Records shown below:

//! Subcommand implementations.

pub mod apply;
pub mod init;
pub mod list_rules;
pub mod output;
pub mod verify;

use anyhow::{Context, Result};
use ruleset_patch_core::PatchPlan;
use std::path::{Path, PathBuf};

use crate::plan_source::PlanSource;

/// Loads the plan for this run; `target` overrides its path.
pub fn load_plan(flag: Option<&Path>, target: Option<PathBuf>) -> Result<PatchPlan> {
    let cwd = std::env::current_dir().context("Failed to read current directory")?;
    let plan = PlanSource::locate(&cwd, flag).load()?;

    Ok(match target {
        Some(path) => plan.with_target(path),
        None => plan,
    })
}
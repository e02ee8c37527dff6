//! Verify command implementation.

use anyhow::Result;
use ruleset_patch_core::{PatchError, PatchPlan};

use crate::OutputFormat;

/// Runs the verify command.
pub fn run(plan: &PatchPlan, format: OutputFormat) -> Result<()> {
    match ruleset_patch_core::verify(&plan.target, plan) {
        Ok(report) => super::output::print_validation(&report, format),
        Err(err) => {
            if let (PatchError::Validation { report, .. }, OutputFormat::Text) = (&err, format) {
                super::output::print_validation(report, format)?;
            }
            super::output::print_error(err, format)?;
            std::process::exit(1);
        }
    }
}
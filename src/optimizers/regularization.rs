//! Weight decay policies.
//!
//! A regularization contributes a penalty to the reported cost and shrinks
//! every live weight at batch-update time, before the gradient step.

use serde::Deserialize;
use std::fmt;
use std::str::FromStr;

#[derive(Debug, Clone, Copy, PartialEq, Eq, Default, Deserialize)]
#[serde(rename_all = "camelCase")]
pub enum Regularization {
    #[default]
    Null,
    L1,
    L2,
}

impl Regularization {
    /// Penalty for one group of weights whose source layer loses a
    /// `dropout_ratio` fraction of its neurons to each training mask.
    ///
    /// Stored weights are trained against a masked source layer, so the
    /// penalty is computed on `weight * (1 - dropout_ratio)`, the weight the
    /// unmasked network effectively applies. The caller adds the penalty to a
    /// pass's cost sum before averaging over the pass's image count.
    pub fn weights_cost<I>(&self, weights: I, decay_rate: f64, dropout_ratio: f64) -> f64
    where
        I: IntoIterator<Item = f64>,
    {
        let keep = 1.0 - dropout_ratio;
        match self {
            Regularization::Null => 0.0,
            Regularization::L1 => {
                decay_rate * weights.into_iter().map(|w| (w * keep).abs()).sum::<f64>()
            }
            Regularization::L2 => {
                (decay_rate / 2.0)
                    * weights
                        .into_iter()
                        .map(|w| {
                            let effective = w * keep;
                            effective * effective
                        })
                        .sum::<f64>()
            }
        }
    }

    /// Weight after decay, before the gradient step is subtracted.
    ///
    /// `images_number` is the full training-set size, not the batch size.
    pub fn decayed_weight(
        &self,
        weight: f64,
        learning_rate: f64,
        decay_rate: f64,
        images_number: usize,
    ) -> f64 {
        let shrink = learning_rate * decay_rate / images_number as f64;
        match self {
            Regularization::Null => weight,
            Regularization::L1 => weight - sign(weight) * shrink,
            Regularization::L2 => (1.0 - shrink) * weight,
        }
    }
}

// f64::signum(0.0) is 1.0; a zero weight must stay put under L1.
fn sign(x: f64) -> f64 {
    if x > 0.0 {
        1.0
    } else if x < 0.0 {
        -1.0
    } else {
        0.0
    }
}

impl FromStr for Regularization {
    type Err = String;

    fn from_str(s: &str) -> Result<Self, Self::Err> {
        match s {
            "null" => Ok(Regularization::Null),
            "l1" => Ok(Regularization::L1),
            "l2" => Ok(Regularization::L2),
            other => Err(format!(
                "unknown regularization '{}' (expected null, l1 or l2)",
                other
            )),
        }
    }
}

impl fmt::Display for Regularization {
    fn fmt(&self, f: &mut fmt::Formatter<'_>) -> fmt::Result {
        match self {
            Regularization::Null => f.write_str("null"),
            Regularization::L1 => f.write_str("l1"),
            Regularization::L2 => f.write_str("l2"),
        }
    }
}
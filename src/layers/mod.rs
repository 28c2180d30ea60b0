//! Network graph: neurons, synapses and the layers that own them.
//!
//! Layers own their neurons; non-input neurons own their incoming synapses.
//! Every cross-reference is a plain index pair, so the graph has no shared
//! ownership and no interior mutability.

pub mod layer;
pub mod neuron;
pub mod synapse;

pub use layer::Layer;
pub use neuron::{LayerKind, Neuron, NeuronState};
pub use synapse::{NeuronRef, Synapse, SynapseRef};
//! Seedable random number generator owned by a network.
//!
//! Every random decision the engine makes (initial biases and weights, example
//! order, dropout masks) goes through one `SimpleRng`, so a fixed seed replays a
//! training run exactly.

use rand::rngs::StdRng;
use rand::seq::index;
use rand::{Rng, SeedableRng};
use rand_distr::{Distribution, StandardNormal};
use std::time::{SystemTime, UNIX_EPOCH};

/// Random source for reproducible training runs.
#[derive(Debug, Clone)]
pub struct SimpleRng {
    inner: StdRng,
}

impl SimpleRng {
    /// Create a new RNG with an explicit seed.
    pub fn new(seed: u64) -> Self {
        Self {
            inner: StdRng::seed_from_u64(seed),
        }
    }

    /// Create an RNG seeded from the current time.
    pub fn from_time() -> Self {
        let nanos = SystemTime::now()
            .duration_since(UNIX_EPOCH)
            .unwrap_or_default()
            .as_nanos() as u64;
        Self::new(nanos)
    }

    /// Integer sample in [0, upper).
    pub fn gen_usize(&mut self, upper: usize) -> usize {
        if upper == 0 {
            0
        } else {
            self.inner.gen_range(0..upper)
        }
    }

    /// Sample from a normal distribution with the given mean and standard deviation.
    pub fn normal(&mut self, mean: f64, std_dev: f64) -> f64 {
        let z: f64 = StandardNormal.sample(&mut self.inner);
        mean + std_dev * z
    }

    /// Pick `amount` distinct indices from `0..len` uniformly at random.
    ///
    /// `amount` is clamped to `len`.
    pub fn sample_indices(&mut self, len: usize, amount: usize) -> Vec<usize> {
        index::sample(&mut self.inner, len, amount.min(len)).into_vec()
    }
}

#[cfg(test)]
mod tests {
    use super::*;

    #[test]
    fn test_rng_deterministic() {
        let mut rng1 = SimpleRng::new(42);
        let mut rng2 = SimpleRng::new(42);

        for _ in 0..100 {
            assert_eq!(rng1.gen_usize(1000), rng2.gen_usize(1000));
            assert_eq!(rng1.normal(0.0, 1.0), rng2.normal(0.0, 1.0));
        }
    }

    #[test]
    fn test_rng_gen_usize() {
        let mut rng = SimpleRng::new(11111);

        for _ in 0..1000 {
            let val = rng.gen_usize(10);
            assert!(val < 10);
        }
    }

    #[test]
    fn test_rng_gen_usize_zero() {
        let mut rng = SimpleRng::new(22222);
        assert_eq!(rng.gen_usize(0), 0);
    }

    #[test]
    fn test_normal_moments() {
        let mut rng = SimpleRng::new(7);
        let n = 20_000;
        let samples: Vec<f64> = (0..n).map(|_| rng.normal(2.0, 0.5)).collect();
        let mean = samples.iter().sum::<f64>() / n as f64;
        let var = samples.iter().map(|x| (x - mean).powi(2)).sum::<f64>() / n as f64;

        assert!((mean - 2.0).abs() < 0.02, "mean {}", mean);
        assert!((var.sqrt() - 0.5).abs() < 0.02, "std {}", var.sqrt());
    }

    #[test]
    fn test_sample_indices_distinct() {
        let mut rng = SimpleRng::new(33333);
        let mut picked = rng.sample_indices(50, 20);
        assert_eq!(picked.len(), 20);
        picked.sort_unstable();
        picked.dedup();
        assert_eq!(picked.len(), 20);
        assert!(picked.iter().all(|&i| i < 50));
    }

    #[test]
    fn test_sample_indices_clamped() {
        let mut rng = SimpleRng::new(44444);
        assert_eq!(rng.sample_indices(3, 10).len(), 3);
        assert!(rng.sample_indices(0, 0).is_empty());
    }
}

End of Records shown.

What this task involves: Repeat exactly, please, each line from the beginning of the data through the line with "use crate::plan_source::PlanSource;" in it, and only those lines.

Your response:
//! Subcommand implementations.

pub mod apply;
pub mod init;
pub mod list_rules;
pub mod output;
pub mod verify;

use anyhow::{Context, Result};
use ruleset_patch_core::PatchPlan;
use std::path::{Path, PathBuf};

use crate::plan_source::PlanSource;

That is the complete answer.